The amount of resources required to address the higher education needs of 300+ million people is enormous. Even without the current economic slowdown, the government is hardly in a position to make the kind of investment that is needed. Therefore, private providers must play a big and growing role in higher education. They already are; over 60 percent of India’s students attend private colleges.

On paper, both the government and the private sector have done their bit. We all know about the UPA government’s decision to increase the numbers of IITs, IIMs, and central universities. The Modi government has moved in the same direction. In addition, hundreds of new ‘regular’ and ‘professional’ colleges and universities, both public and private, have come up over the past decade or so. Between 2000-01 and 2011-12, there was nearly a three-fold increase in the number of colleges  from 12,806 to 35,539.
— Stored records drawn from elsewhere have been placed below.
//! Headless chunk streaming demo
//!
//! Walks an observer across the world and logs streaming diagnostics.
//! Run with `RUST_LOG=blockstream=debug` to see chunk admission and eviction.

use std::path::PathBuf;
use std::process;
use std::thread;
use std::time::{Duration, Instant};

use clap::Parser;
use glam::Vec3;

use blockstream::{ConfigError, World, WorldSettings, load_settings, save_settings};

/// Voxel chunk streaming demo
#[derive(Parser, Debug)]
#[command(author, version, about, long_about = None)]
struct Args {
    /// World seed (overrides the settings file)
    #[arg(long)]
    seed: Option<u32>,

    /// Chebyshev radius in chunks to keep loaded
    #[arg(long)]
    load_radius: Option<i32>,

    /// Chebyshev radius in chunks past which chunks are dropped
    #[arg(long)]
    unload_radius: Option<i32>,

    /// Number of background generation threads
    #[arg(long)]
    workers: Option<usize>,

    /// Number of ticks to simulate
    #[arg(long, default_value_t = 600)]
    ticks: u32,

    /// Observer speed in blocks per tick along +X
    #[arg(long, default_value_t = 0.5)]
    speed: f32,

    /// Milliseconds to sleep between ticks
    #[arg(long, default_value_t = 16)]
    tick_ms: u64,

    /// Log diagnostics every N ticks
    #[arg(long, default_value_t = 60)]
    report_every: u32,

    /// Generate flat, treeless terrain
    #[arg(long, default_value_t = false)]
    flat: bool,

    /// Load settings from this bincode file
    #[arg(long)]
    settings: Option<PathBuf>,

    /// Write the effective settings to this file before starting
    #[arg(long)]
    save_settings: Option<PathBuf>,
}

fn build_settings(args: &Args) -> Result<WorldSettings, ConfigError> {
    let mut settings = match &args.settings {
        Some(path) => load_settings(path)?,
        None => WorldSettings::default(),
    };

    if let Some(seed) = args.seed {
        settings.terrain.seed = seed;
    }
    if let Some(radius) = args.load_radius {
        settings.stream.load_radius = radius;
    }
    if let Some(radius) = args.unload_radius {
        settings.stream.unload_radius = radius;
    }
    if let Some(workers) = args.workers {
        settings.stream.worker_count = workers;
    }
    if args.flat {
        settings.terrain.amplitude = 0.0;
        settings.terrain.trees = false;
    }

    settings.validate()?;
    if let Some(path) = &args.save_settings {
        save_settings(path, &settings)?;
        tracing::info!("Saved settings to {}", path.display());
    }
    Ok(settings)
}

fn run(args: Args) -> Result<(), ConfigError> {
    let settings = build_settings(&args)?;
    let mut world = World::new(settings)?;

    let spawn = world.find_spawn_point();
    world.set_observer_position(spawn);
    tracing::info!("Spawn point at ({:.1}, {:.1}, {:.1})", spawn.x, spawn.y, spawn.z);

    let started = Instant::now();
    let step = Vec3::new(args.speed, 0.0, 0.0);
    let report_every = args.report_every.max(1);

    for tick in 1..=args.ticks {
        world.set_observer_position(world.observer_position() + step);
        world.tick();

        if tick % report_every == 0 {
            let stats = world.stats();
            let chunk = world.observer_chunk();
            tracing::info!(
                tick,
                chunk_x = chunk.x,
                chunk_z = chunk.z,
                loaded = stats.loaded_chunks,
                queued = stats.queued,
                generating = stats.generating,
                pending_results = stats.pending_results,
                pending_remesh = stats.pending_remesh,
                "streaming"
            );
        }
        thread::sleep(Duration::from_millis(args.tick_ms));
    }

    let vertices: usize = world.chunks().map(|c| c.mesh().vertex_count()).sum();
    tracing::info!(
        "Finished {} ticks in {:.2?}: {} chunks live, {} vertices",
        args.ticks,
        started.elapsed(),
        world.loaded_chunk_count(),
        vertices
    );
    Ok(())
}

fn main() {
    tracing_subscriber::fmt()
        .with_env_filter(tracing_subscriber::EnvFilter::from_default_env())
        .init();

    tracing::info!("Starting chunk streaming demo...");
    if let Err(e) = run(Args::parse()) {
        tracing::error!("Failed to start world: {}", e);
        process::exit(1);
    }
}
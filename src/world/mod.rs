//! World generation and management modules
//! Contains terrain generation, background loading, and the streaming world state.

pub mod collapse;
pub mod generator;
pub mod loader;
pub mod manager;

// Re-export commonly used types
pub use collapse::FallingBlock;
pub use generator::{ChunkGenerator, TerrainParams};
pub use loader::{ChunkJob, ChunkLoader, GeneratedChunk};
pub use manager::{StreamState, TickReport, World, WorldStats};

#[cfg(test)]
pub(crate) mod testing {
    use std::thread;
    use std::time::Duration;

    use crate::settings::{StreamSettings, TerrainSettings, WorldSettings};
    use crate::world::manager::World;

    pub(crate) fn test_world(load: i32, unload: i32, terrain: TerrainSettings) -> World {
        let settings = WorldSettings {
            stream: StreamSettings {
                load_radius: load,
                unload_radius: unload,
                worker_count: 2,
                ..StreamSettings::default()
            },
            terrain,
        };
        World::new(settings).unwrap()
    }

    pub(crate) fn flat_terrain() -> TerrainSettings {
        TerrainSettings {
            amplitude: 0.0,
            trees: false,
            ..TerrainSettings::default()
        }
    }

    /// Ticks until nothing is pending.
    pub(crate) fn settle(world: &mut World) {
        for _ in 0..10_000 {
            world.tick();
            if world.is_settled() {
                return;
            }
            thread::sleep(Duration::from_millis(1));
        }
        panic!("world did not settle: {:?}", world.stats());
    }
}
use bytemuck::{Pod, Zeroable};

/// Interleaved vertex as handed to a renderer for upload.
#[repr(C)]
#[derive(Copy, Clone, Debug, PartialEq, Pod, Zeroable)]
pub struct Vertex {
    pub position: [f32; 3],
    pub normal: [f32; 3],
    pub uv: [f32; 2],
    pub tex_index: f32,
}

impl Vertex {
    pub const STRIDE: usize = std::mem::size_of::<Vertex>();

    pub fn as_bytes(vertices: &[Vertex]) -> &[u8] {
        bytemuck::cast_slice(vertices)
    }
}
While some progress has been made to address the demand side - building new colleges and universities, the quality of higher education on offer is still dismal, certainly in terms of producing employable graduates.

In the meanwhile, even elite institutions such as central universities, are struggling to set up campuses and become fully functional. As for private institutions, their growth has been so poorly regulated that junk colleges and universities have become the norm rather than the exception.

The true answer to the good health of junk private institutions in the country is that a good number of ‘professional’ colleges and such are run by politicians or their family members. Devesh Kapur, who heads the Centre for the Advanced Study of India, University of Pennsylvania, recently observed (and not for the first time) that India’s "higher education regulatory system has allowed every politician worth her name to start a college."

Really, how can we expect a bunch of men and women who have failed the common people in their chosen profession, to build and run anything other than junk colleges?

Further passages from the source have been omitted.